Your goal: Locate the word "settings" in the entries below, then gather every line that holds it.

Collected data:
*** Begin section ***
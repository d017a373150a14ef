use std::path::PathBuf;
use std::process::ExitCode;
use std::sync::Arc;

use clap::{Parser, Subcommand, ValueEnum};
use owo_colors::OwoColorize;

use stackwatch::launch::{ElasticsearchLaunch, KibanaLaunch};
use stackwatch::sink::{ConsoleSink, NullSink, OutputSink};
use stackwatch::supervisor::{LaunchSpecProvider, ProcessSupervisor};
use stackwatch_core::classify::{BracketedLogClassifier, FreeTextClassifier, LineClassifier};
use stackwatch_core::{config, SupervisorConfig, TimeoutPolicy};

#[derive(Parser)]
#[command(name = "stackwatch", version, about = "Supervise Elasticsearch and Kibana server processes")]
struct Cli {
	#[command(subcommand)]
	command: Commands,
}

#[derive(Subcommand)]
enum Commands {
	/// Launch a server, wait for it to announce readiness, and supervise it
	/// until it exits or Ctrl-C
	Run {
		#[arg(value_enum)]
		product: Product,
		/// Installation home of the server
		#[arg(long)]
		home: PathBuf,
		/// Config directory (Elasticsearch) or config file (Kibana)
		#[arg(long)]
		config: Option<PathBuf>,
		/// Supervisor settings file (TOML)
		#[arg(long)]
		settings: Option<PathBuf>,
		/// Override the startup confirmation window
		#[arg(long)]
		timeout_secs: Option<u64>,
		/// Treat a missed startup confirmation as fatal
		#[arg(long)]
		fail_on_timeout: bool,
		/// Suppress server console output
		#[arg(long, short)]
		quiet: bool,
		/// Print the discovered server identity as JSON once started
		#[arg(long)]
		json: bool,
		/// Extra arguments appended to the server command line
		#[arg(last = true)]
		extra: Vec<String>,
	},
}

#[derive(Debug, Clone, Copy, ValueEnum)]
enum Product {
	Elasticsearch,
	Kibana,
}

#[tokio::main]
async fn main() -> ExitCode {
	tracing_subscriber::fmt().init();
	let cli = Cli::parse();

	match run(cli).await {
		Ok(code) => code,
		Err(e) => {
			eprintln!("{} {}", "error:".red().bold(), e);
			ExitCode::FAILURE
		}
	}
}

async fn run(cli: Cli) -> stackwatch_core::Result<ExitCode> {
	let Commands::Run {
		product,
		home,
		config: config_path,
		settings,
		timeout_secs,
		fail_on_timeout,
		quiet,
		json,
		extra,
	} = cli.command;

	let mut sup_config = match settings {
		Some(path) => config::load_config(&path),
		None => SupervisorConfig::default(),
	};
	if let Some(secs) = timeout_secs {
		sup_config.startup_timeout_secs = secs;
	}
	if fail_on_timeout {
		sup_config.on_timeout = TimeoutPolicy::Fail;
	}

	let provider: Arc<dyn LaunchSpecProvider> = match product {
		Product::Elasticsearch => {
			let mut launch = ElasticsearchLaunch::new(&home).extra_args(extra);
			if let Some(dir) = config_path {
				launch = launch.config_dir(dir);
			}
			Arc::new(launch)
		}
		Product::Kibana => {
			let mut launch = KibanaLaunch::new(&home).extra_args(extra);
			if let Some(file) = config_path {
				launch = launch.config_file(file);
			}
			Arc::new(launch)
		}
	};
	let classifier: Arc<dyn LineClassifier> = match product {
		Product::Elasticsearch => Arc::new(BracketedLogClassifier),
		Product::Kibana => Arc::new(FreeTextClassifier),
	};
	let sink: Arc<dyn OutputSink> = if quiet { Arc::new(NullSink) } else { Arc::new(ConsoleSink) };

	let supervisor = ProcessSupervisor::new(sup_config, provider, classifier, sink);
	let state = supervisor.start().await?;
	tracing::info!(?state, "supervisor started");

	if json {
		let info = supervisor.server_info();
		println!("{}", serde_json::to_string_pretty(&info).unwrap_or_default());
	}

	let outcome = tokio::select! {
		outcome = supervisor.wait() => outcome?,
		_ = tokio::signal::ctrl_c() => {
			tracing::info!("interrupt received, shutting down");
			supervisor.stop().await;
			return Ok(ExitCode::SUCCESS);
		}
	};

	Ok(ExitCode::from(outcome.exit_code.clamp(0, u8::MAX as i32) as u8))
}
*** End section ***
Exercise result:
		/// Supervisor settings file (TOML)
		settings: Option<PathBuf>,
		settings,
	let mut sup_config = match settings {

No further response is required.